Firstly, finding the time to dedicate to marriage counseling is overwhelming in itself. Most therapists have limited evening hours (if they offer any at all) and coordinating schedules and childcare is stressful. Ask if your therapist has a daycare or a play area for small children, if that option would work for your family.
“I know we need marriage counseling, but I don’t want to risk being told it’s my fault, and I’M the reason our marriage sucks. I also know SO would love to say ‘SEE – I told you so!’”
“I won’t go to marriage counseling with H because I worried that the therapist might see all the secrets I’ve kept hidden.”
Fearing that the problems in your relationship will be blamed solely on you is a very common fear and deterrent for many people considering counseling. Just know that the therapist is there to help you both in the ways you need and deserve it — and you’re never locked into one therapist if your current one isn’t working out.
If one person isn’t on board at all, that’s not a good sign. Some people try individual therapy first (especially if they’re brand-new to the world of therapy) and find it easier to start there.
Therapists even took to our confessional to spill what they really think during some sessions.
“I think pre-marriage counseling should be mandatory – chores, credit score, sex drive, children, pets, SAH or work. Of course circumstances change but it would weed out complete incompatibility & set realistic expectations that “love” makes us blind to.”
Patriarchy, right? Gender norms, gendered behavior expectations, and just the overall sexism of society can wreak havoc on a marriage. Remember — even if you don’t think your partner means to be a certain way doesn’t change the impact of his/her actions.
One important thing to keep in mind about counseling is that sometimes, after all other options have been exhausted, the best move for everyone is to move on.
“While I definitely feel guilty, after 3 months of marriage counseling (every week) I am 100% certain I want to divorce my husband. Years of strip clubs and drugs…can’t get over it.”
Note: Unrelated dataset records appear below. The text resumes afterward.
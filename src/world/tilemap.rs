//! Tile grid storage and auto-tiling
//!
//! A fixed-size, row-major grid of `TileId`. The grid is sized once when the
//! game starts; level generation rewrites cells in place but never resizes.

use super::tile::TileId;

/// Which of the 9 visual variants a solid tile should use.
///
/// The discriminant is the index into a 3x3 block of the tile sheet:
/// ```text
/// 0 1 2
/// 3 4 5
/// 6 7 8
/// ```
#[derive(Debug, Clone, Copy, PartialEq, Eq, Hash)]
pub enum AutotileDir {
    TopLeft = 0,
    Top = 1,
    TopRight = 2,
    Left = 3,
    Center = 4,
    Right = 5,
    BottomLeft = 6,
    Bottom = 7,
    BottomRight = 8,
}

impl AutotileDir {
    pub fn index(self) -> u32 {
        self as u32
    }

    /// Column within the 3x3 block
    pub fn column(self) -> u32 {
        self.index() % 3
    }

    /// Row within the 3x3 block
    pub fn row(self) -> u32 {
        self.index() / 3
    }

    /// Classify a tile from the occupancy of its four neighbors.
    ///
    /// Corners are tested before edges, so a tile open both above and to the
    /// left is always `TopLeft`, never `Top` or `Left`.
    pub fn from_neighbors(up: bool, down: bool, left: bool, right: bool) -> Self {
        if !up && !left {
            return AutotileDir::TopLeft;
        }
        if !up && !right {
            return AutotileDir::TopRight;
        }
        if !down && !left {
            return AutotileDir::BottomLeft;
        }
        if !down && !right {
            return AutotileDir::BottomRight;
        }

        if !up {
            return AutotileDir::Top;
        }
        if !down {
            return AutotileDir::Bottom;
        }
        if !left {
            return AutotileDir::Left;
        }
        if !right {
            return AutotileDir::Right;
        }

        AutotileDir::Center
    }
}

/// Row-major tile grid
#[derive(Debug, Clone, PartialEq, Eq)]
pub struct Tilemap {
    width: usize,
    height: usize,
    tiles: Vec<TileId>,
}

impl Tilemap {
    /// Create an empty (all `None`) map
    pub fn new(width: usize, height: usize) -> Self {
        Self {
            width,
            height,
            tiles: vec![TileId::None; width * height],
        }
    }

    pub fn width(&self) -> usize {
        self.width
    }

    pub fn height(&self) -> usize {
        self.height
    }

    fn index(&self, x: i32, y: i32) -> Option<usize> {
        if x < 0 || y < 0 || x as usize >= self.width || y as usize >= self.height {
            return None;
        }
        Some(y as usize * self.width + x as usize)
    }

    /// Tile at grid coordinates, `TileId::None` outside the map
    pub fn tile_at(&self, x: i32, y: i32) -> TileId {
        self.get(x, y).unwrap_or(TileId::None)
    }

    /// Tile at grid coordinates, `None` outside the map
    pub fn get(&self, x: i32, y: i32) -> Option<TileId> {
        self.index(x, y).map(|i| self.tiles[i])
    }

    /// Overwrite a cell. Returns false (and does nothing) outside the map.
    pub fn set(&mut self, x: i32, y: i32, tile: TileId) -> bool {
        match self.index(x, y) {
            Some(i) => {
                self.tiles[i] = tile;
                true
            }
            None => false,
        }
    }

    /// Reset every cell to `tile`
    #[cfg(test)]
    pub fn fill(&mut self, tile: TileId) {
        self.tiles.fill(tile);
    }

    /// Topmost row in column `x` holding `tile`, scanning downward from row 0
    pub fn first_in_column(&self, x: i32, tile: TileId) -> Option<i32> {
        (0..self.height as i32).find(|&y| self.tile_at(x, y) == tile)
    }

    /// Visual variant for the tile at (x, y), based on its cardinal neighbors.
    /// Anything outside the map counts as empty.
    pub fn autotile_direction(&self, x: i32, y: i32) -> AutotileDir {
        let up = self.tile_at(x, y - 1).is_solid();
        let down = self.tile_at(x, y + 1).is_solid();
        let left = self.tile_at(x - 1, y).is_solid();
        let right = self.tile_at(x + 1, y).is_solid();

        AutotileDir::from_neighbors(up, down, left, right)
    }

    /// Iterate all cells as (x, y, tile) in row-major order
    #[cfg(test)]
    pub fn iter(&self) -> impl Iterator<Item = (i32, i32, TileId)> + '_ {
        let width = self.width;
        self.tiles
            .iter()
            .enumerate()
            .map(move |(i, &t)| ((i % width) as i32, (i / width) as i32, t))
    }
}
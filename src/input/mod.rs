//! Input handling
//!
//! Action-based keyboard input. Game code asks about actions, never keys,
//! and reads one `FrameInput` snapshot per frame.

mod actions;
mod state;

pub use actions::*;
pub use state::*;
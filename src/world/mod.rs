//! World module - the tile grid, objects placed in it, and level generation
//!
//! Pixel space and grid space are related by `TILE_SIZE`: grid cell (x, y)
//! covers pixels `[x * TILE_SIZE, (x + 1) * TILE_SIZE)` horizontally and the
//! same vertically, with y growing downward.

mod generator;
mod geometry;
mod objects;
mod tile;
mod tilemap;

pub use generator::*;
pub use geometry::*;
pub use objects::*;
pub use tile::*;
pub use tilemap::*;
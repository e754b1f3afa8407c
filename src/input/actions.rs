//! Game action definitions

use macroquad::prelude::KeyCode;

/// Everything the player can ask the game to do
#[derive(Debug, Clone, Copy, PartialEq, Eq, Hash)]
pub enum Action {
    MoveLeft,
    MoveRight,
    Jump,
    /// Enter a door
    Interact,
}

impl Action {
    #[cfg(test)]
    pub const ALL: [Action; 4] = [Action::MoveLeft, Action::MoveRight, Action::Jump, Action::Interact];

    /// Keys bound to this action
    pub fn keys(self) -> &'static [KeyCode] {
        match self {
            Action::MoveLeft => &[KeyCode::A],
            Action::MoveRight => &[KeyCode::D],
            Action::Jump => &[KeyCode::Space],
            Action::Interact => &[KeyCode::W],
        }
    }
}
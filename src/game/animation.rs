//! Sprite sheet animation
//!
//! A sheet holds one animation per row and one frame per column; every row
//! has the same number of frames:
//! ```text
//! row 0: | idle 0 | idle 1 | idle 2 | idle 3 |
//! row 1: | walk 0 | walk 1 | walk 2 | walk 3 |
//! row 2: | jump 0 | jump 1 | jump 2 | jump 3 |
//! ```

use macroquad::math::{Rect, Vec2};
use serde::{Deserialize, Serialize};

/// Which way a sprite is looking. Sheets are drawn facing right.
#[derive(Debug, Clone, Copy, PartialEq, Eq, Default)]
pub enum Facing {
    Left,
    #[default]
    Right,
}

/// Rows of the player sheet
#[derive(Debug, Clone, Copy, PartialEq, Eq)]
pub enum PlayerAnim {
    Idle = 0,
    Walk = 1,
    Jump = 2,
}

/// Sheet layout and timing
#[derive(Debug, Clone, Serialize, Deserialize)]
#[serde(default)]
pub struct AnimationConfig {
    /// Seconds each frame stays on screen
    pub frame_delay: f32,
    /// Rows in the sheet
    pub animations: u32,
    /// Columns in the sheet
    pub frames: u32,
}

impl Default for AnimationConfig {
    fn default() -> Self {
        Self {
            frame_delay: 0.1,
            animations: 3,
            frames: 4,
        }
    }
}

/// Timer-driven frame cycling over a sprite sheet
#[derive(Debug, Clone)]
pub struct Animation {
    frame_size: Vec2,
    animation_count: u32,
    frame_count: u32,
    current_animation: u32,
    current_frame: u32,
    time_delay: f32,
    timer: f32,
    pub facing: Facing,
}

impl Animation {
    /// Split a sheet of `sheet_size` pixels into `animation_count` rows of
    /// `frame_count` frames each.
    pub fn from_sheet(sheet_size: Vec2, animation_count: u32, frame_count: u32, time_delay: f32) -> Self {
        let animation_count = animation_count.max(1);
        let frame_count = frame_count.max(1);
        Self {
            frame_size: Vec2::new(
                (sheet_size.x / frame_count as f32).floor(),
                (sheet_size.y / animation_count as f32).floor(),
            ),
            animation_count,
            frame_count,
            current_animation: 0,
            current_frame: 0,
            time_delay,
            timer: 0.0,
            facing: Facing::Right,
        }
    }

    #[cfg(test)]
    pub fn frame_size(&self) -> Vec2 {
        self.frame_size
    }

    #[cfg(test)]
    pub fn current_animation(&self) -> u32 {
        self.current_animation
    }

    #[cfg(test)]
    pub fn current_frame(&self) -> u32 {
        self.current_frame
    }

    /// Switch rows. The frame column and the timer carry over.
    pub fn set_animation(&mut self, animation: u32) {
        self.current_animation = animation.min(self.animation_count - 1);
    }

    /// Accumulate `frame_delta * speed` and step one frame once the delay is
    /// reached. The timer restarts from zero, dropping any remainder.
    pub fn update(&mut self, frame_delta: f32, speed: f32) {
        self.timer += frame_delta * speed;

        if self.timer >= self.time_delay {
            self.timer = 0.0;
            self.current_frame = (self.current_frame + 1) % self.frame_count;
        }
    }

    /// Region of the sheet for the current frame (always positive width)
    pub fn source_rect(&self) -> Rect {
        Rect::new(
            self.current_frame as f32 * self.frame_size.x,
            self.current_animation as f32 * self.frame_size.y,
            self.frame_size.x,
            self.frame_size.y,
        )
    }

    /// Whether the frame must be mirrored horizontally when drawn
    pub fn flip_x(&self) -> bool {
        self.facing == Facing::Left
    }
}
“Marriage counseling didn’t work for us, because DH was so fake the entire time. That’s how I realized how manipulative he really is.”
Being honest with your therapist is tantamount to the overall success of your work in there. And, spoiler alert, most therapists know when you’re lying — maybe not right away, but if things don’t add up it doesn’t usually take long for the expert to figure out the truth.
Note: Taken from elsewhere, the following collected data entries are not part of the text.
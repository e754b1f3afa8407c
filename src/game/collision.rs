//! Collision System
//!
//! Axis-separated AABB collision against the tile grid. Callers move and
//! resolve x first, then y; each pass only pushes along its own axis.
//! Fast bodies can tunnel through thin walls or catch on tile corners, which
//! is accepted in exchange for simple, predictable movement.

use macroquad::math::{Rect, Vec2};
use crate::world::{rects_overlap, tile_rect, TileId, TileSpan, Tilemap};

/// Gap left between a body and a wall after a horizontal push, so the body
/// does not stay in contact with the tile it was pushed out of.
const WALL_SKIN: f32 = 0.001;

/// Result of one axis pass
#[derive(Debug, Clone, Copy, PartialEq)]
pub struct CollisionResult {
    /// Corrected body position
    pub rect: Rect,
    /// Velocity with the blocked component zeroed
    pub velocity: Vec2,
    /// Landed on a tile (vertical pass only)
    pub grounded: bool,
    /// Block tile cleared by a head-on strike from below
    pub broken_block: Option<(i32, i32)>,
}

impl CollisionResult {
    fn new(rect: Rect, velocity: Vec2) -> Self {
        Self {
            rect,
            velocity,
            grounded: false,
            broken_block: None,
        }
    }
}

/// Move `rect` by `velocity.x`, then push it out of every overlapping solid
/// tile in row-major order. The push direction comes from the velocity sign
/// at the start of the pass; when tiles disagree the last push wins.
pub fn move_and_collide_x(rect: Rect, velocity: Vec2, map: &Tilemap) -> CollisionResult {
    let direction = velocity.x;
    let mut result = CollisionResult::new(rect, velocity);
    result.rect.x += velocity.x;

    let span = TileSpan::covering(&result.rect, map.width(), map.height());
    for (x, y) in span.cells() {
        if !map.tile_at(x, y).is_solid() {
            continue;
        }

        let tile = tile_rect(x, y);
        if !rects_overlap(&result.rect, &tile) {
            continue;
        }

        if direction > 0.0 {
            result.rect.x = tile.x - result.rect.w - WALL_SKIN;
        } else if direction < 0.0 {
            result.rect.x = tile.x + tile.w + WALL_SKIN;
        }
        result.velocity.x = 0.0;
    }

    result
}

/// Move `rect` by `velocity.y`, then resolve against solid tiles.
///
/// Falling onto a tile snaps the body onto its top and marks it grounded.
/// Rising into a tile snaps the body under it; if that tile is a Block it is
/// cleared from the map and reported in `broken_block`.
pub fn move_and_collide_y(rect: Rect, velocity: Vec2, map: &mut Tilemap) -> CollisionResult {
    let direction = velocity.y;
    let mut result = CollisionResult::new(rect, velocity);
    result.rect.y += velocity.y;

    let span = TileSpan::covering(&result.rect, map.width(), map.height());
    for (x, y) in span.cells() {
        let id = map.tile_at(x, y);
        if !id.is_solid() {
            continue;
        }

        let tile = tile_rect(x, y);
        if !rects_overlap(&result.rect, &tile) {
            continue;
        }

        if direction > 0.0 {
            result.rect.y = tile.y - result.rect.h;
            result.grounded = true;
        } else if direction < 0.0 {
            result.rect.y = tile.y + tile.h;

            if id == TileId::Block {
                map.set(x, y, TileId::None);
                result.broken_block = Some((x, y));
            }
        }
        result.velocity.y = 0.0;
    }

    result
}

/// True if `rect` overlaps any solid tile
#[cfg(test)]
pub fn overlaps_solid(rect: &Rect, map: &Tilemap) -> bool {
    TileSpan::covering(rect, map.width(), map.height())
        .cells()
        .any(|(x, y)| map.tile_at(x, y).is_solid() && rects_overlap(rect, &tile_rect(x, y)))
}

#[cfg(test)]
mod tests {
    use super::*;
    use crate::world::TILE_SIZE;

    /// 10x10 map with a solid floor on row 9
    fn floor_map() -> Tilemap {
        let mut map = Tilemap::new(10, 10);
        for x in 0..10 {
            map.set(x, 9, TileId::Ground);
        }
        map
    }

    #[test]
    fn test_land_on_floor() {
        let mut map = floor_map();
        let body = Rect::new(48.0, 110.0, 15.0, 31.0);
        let result = move_and_collide_y(body, Vec2::new(0.0, 5.0), &mut map);

        assert!(result.grounded);
        assert!((result.rect.y - (9.0 * TILE_SIZE - 31.0)).abs() < 0.001);
        assert!(result.velocity.y.abs() < 0.001);
        assert!(!overlaps_solid(&result.rect, &map));
    }

    #[test]
    fn test_free_fall_is_untouched() {
        let mut map = floor_map();
        let body = Rect::new(48.0, 0.0, 15.0, 31.0);
        let result = move_and_collide_y(body, Vec2::new(0.0, 3.0), &mut map);
        assert!(!result.grounded);
        assert!((result.rect.y - 3.0).abs() < 0.001);
        assert!((result.velocity.y - 3.0).abs() < 0.001);
    }

    #[test]
    fn test_walk_into_wall_right() {
        let mut map = floor_map();
        map.set(5, 8, TileId::Ground);
        map.set(5, 7, TileId::Ground);

        let body = Rect::new(64.0, 113.0, 15.0, 31.0);
        let result = move_and_collide_x(body, Vec2::new(3.0, 0.0), &map);

        assert!(result.velocity.x.abs() < 0.001);
        assert!((result.rect.x - (5.0 * TILE_SIZE - 15.0 - WALL_SKIN)).abs() < 0.001);
        assert!(!overlaps_solid(&result.rect, &map));
    }

    #[test]
    fn test_walk_into_wall_left() {
        let mut map = floor_map();
        map.set(2, 8, TileId::Ground);

        let body = Rect::new(49.0, 113.0, 15.0, 31.0);
        let result = move_and_collide_x(body, Vec2::new(-3.0, 0.0), &map);

        assert!(result.velocity.x.abs() < 0.001);
        assert!((result.rect.x - (3.0 * TILE_SIZE + WALL_SKIN)).abs() < 0.001);
        assert!(!overlaps_solid(&result.rect, &map));
    }

    #[test]
    fn test_standing_on_floor_does_not_block_walking() {
        let map = floor_map();
        let body = Rect::new(48.0, 113.0, 15.0, 31.0);
        let result = move_and_collide_x(body, Vec2::new(2.5, 0.0), &map);
        assert!((result.rect.x - 50.5).abs() < 0.001);
        assert!((result.velocity.x - 2.5).abs() < 0.001);
    }

    #[test]
    fn test_head_hits_ground_ceiling() {
        let mut map = floor_map();
        map.set(3, 4, TileId::Ground);

        let body = Rect::new(48.0, 82.0, 15.0, 31.0);
        let result = move_and_collide_y(body, Vec2::new(0.0, -6.0), &mut map);

        assert!(result.velocity.y.abs() < 0.001);
        assert!(!result.grounded);
        assert!((result.rect.y - 5.0 * TILE_SIZE).abs() < 0.001);
        assert_eq!(result.broken_block, None);
        assert_eq!(map.tile_at(3, 4), TileId::Ground);
    }

    #[test]
    fn test_strike_block_breaks_it_once() {
        let mut map = floor_map();
        map.set(3, 4, TileId::Block);

        let body = Rect::new(48.0, 82.0, 15.0, 31.0);
        let first = move_and_collide_y(body, Vec2::new(0.0, -6.0), &mut map);
        assert_eq!(first.broken_block, Some((3, 4)));
        assert_eq!(map.tile_at(3, 4), TileId::None);

        // Same strike again: the block is gone, nothing to break or hit
        let second = move_and_collide_y(body, Vec2::new(0.0, -6.0), &mut map);
        assert_eq!(second.broken_block, None);
        assert!((second.rect.y - 76.0).abs() < 0.001);
        assert!((second.velocity.y + 6.0).abs() < 0.001);
    }

    #[test]
    fn test_strike_between_two_blocks_breaks_one() {
        let mut map = floor_map();
        map.set(3, 4, TileId::Block);
        map.set(4, 4, TileId::Block);

        // Body straddles columns 3 and 4
        let body = Rect::new(56.0, 82.0, 15.0, 31.0);
        let result = move_and_collide_y(body, Vec2::new(0.0, -6.0), &mut map);

        assert_eq!(result.broken_block, Some((3, 4)));
        assert_eq!(map.tile_at(3, 4), TileId::None);
        assert_eq!(map.tile_at(4, 4), TileId::Block);
    }

    #[test]
    fn test_landing_on_block_keeps_it() {
        let mut map = floor_map();
        map.set(3, 6, TileId::Block);

        let body = Rect::new(48.0, 64.0, 15.0, 31.0);
        let result = move_and_collide_y(body, Vec2::new(0.0, 2.0), &mut map);
        assert!(result.grounded);
        assert_eq!(result.broken_block, None);
        assert_eq!(map.tile_at(3, 6), TileId::Block);
    }

    #[test]
    fn test_body_outside_map_never_collides() {
        let mut map = floor_map();
        let body = Rect::new(48.0, 200.0, 15.0, 31.0);
        let result = move_and_collide_y(body, Vec2::new(0.0, 10.0), &mut map);
        assert!(!result.grounded);
        assert!((result.rect.y - 210.0).abs() < 0.001);
        let result = move_and_collide_x(Rect::new(-40.0, 113.0, 15.0, 31.0), Vec2::new(-3.0, 0.0), &map);
        assert!((result.rect.x + 43.0).abs() < 0.001);
        assert!((result.velocity.x + 3.0).abs() < 0.001);
    }
}
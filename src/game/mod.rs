//! Game Module
//!
//! The platformer itself: the player body and its movement, tile collision,
//! sprite animation, the per-frame runtime and the renderer.
//!
//! Everything except `renderer` is pure simulation and runs without a window.

pub mod animation;
pub mod collision;
pub mod player;
pub mod runtime;
pub mod renderer;

// Re-export main types
pub use animation::AnimationConfig;
pub use player::{MovementInfo, PhysicsConfig, PlayerInput};
pub use runtime::{FpsLimit, FrameInput, Game, Theme};
pub use renderer::draw_game;
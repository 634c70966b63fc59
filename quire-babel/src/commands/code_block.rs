//! Tab inside a code block indents instead of moving focus

use super::{EditorState, Key, KeyCommand, Outcome, Transaction};
use crate::model::Node;
use crate::schema::NodeType;

/// Two non-breaking spaces: what a Tab press inserts in code.
pub const TAB_INDENT: &str = "\u{a0}\u{a0}";

#[derive(Debug, Clone, Copy, Default)]
pub struct CodeIndent;

impl KeyCommand for CodeIndent {
    fn name(&self) -> &str {
        "codeIndent"
    }

    fn run(&self, state: &EditorState, key: Key) -> Outcome {
        if key != Key::Tab {
            return Outcome::Decline;
        }
        let (from, to) = (state.selection.from(), state.selection.to());
        let in_code = |pos: usize| {
            state
                .doc
                .resolve(pos)
                .is_some_and(|p| p.parent().node_type == NodeType::CodeBlock)
        };
        if !in_code(from) || !in_code(to) {
            return Outcome::Decline;
        }

        let mut transaction = Transaction::new();
        if from != to {
            transaction = transaction.delete(from, to);
        }
        let transaction = transaction.insert(from, vec![Node::text(TAB_INDENT)]);
        state.check(self.name(), transaction)
    }
}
“My H lies in marriage counseling and says he is changing and doing things differently. He isn’t at all. Same fights. Scorekeeping and no effort. I’m so over it. But of course, I’m the bad guy.”
But the most important thing to remember about going to marriage counseling is that you never know how it’ll go if you don’t give it a try.
“6 years of marriage and 2 kids later. An inter-racial, cross-cultural, inter-religion marriage. Today we are going to marriage counseling for the first time. Relieved and scared and sad.”
“My wife and I started marriage counseling. It’s hard talking about our problems to a stranger but after each appointment, I love her a little bit more than I thought I could. And now I believe we might actually make it.”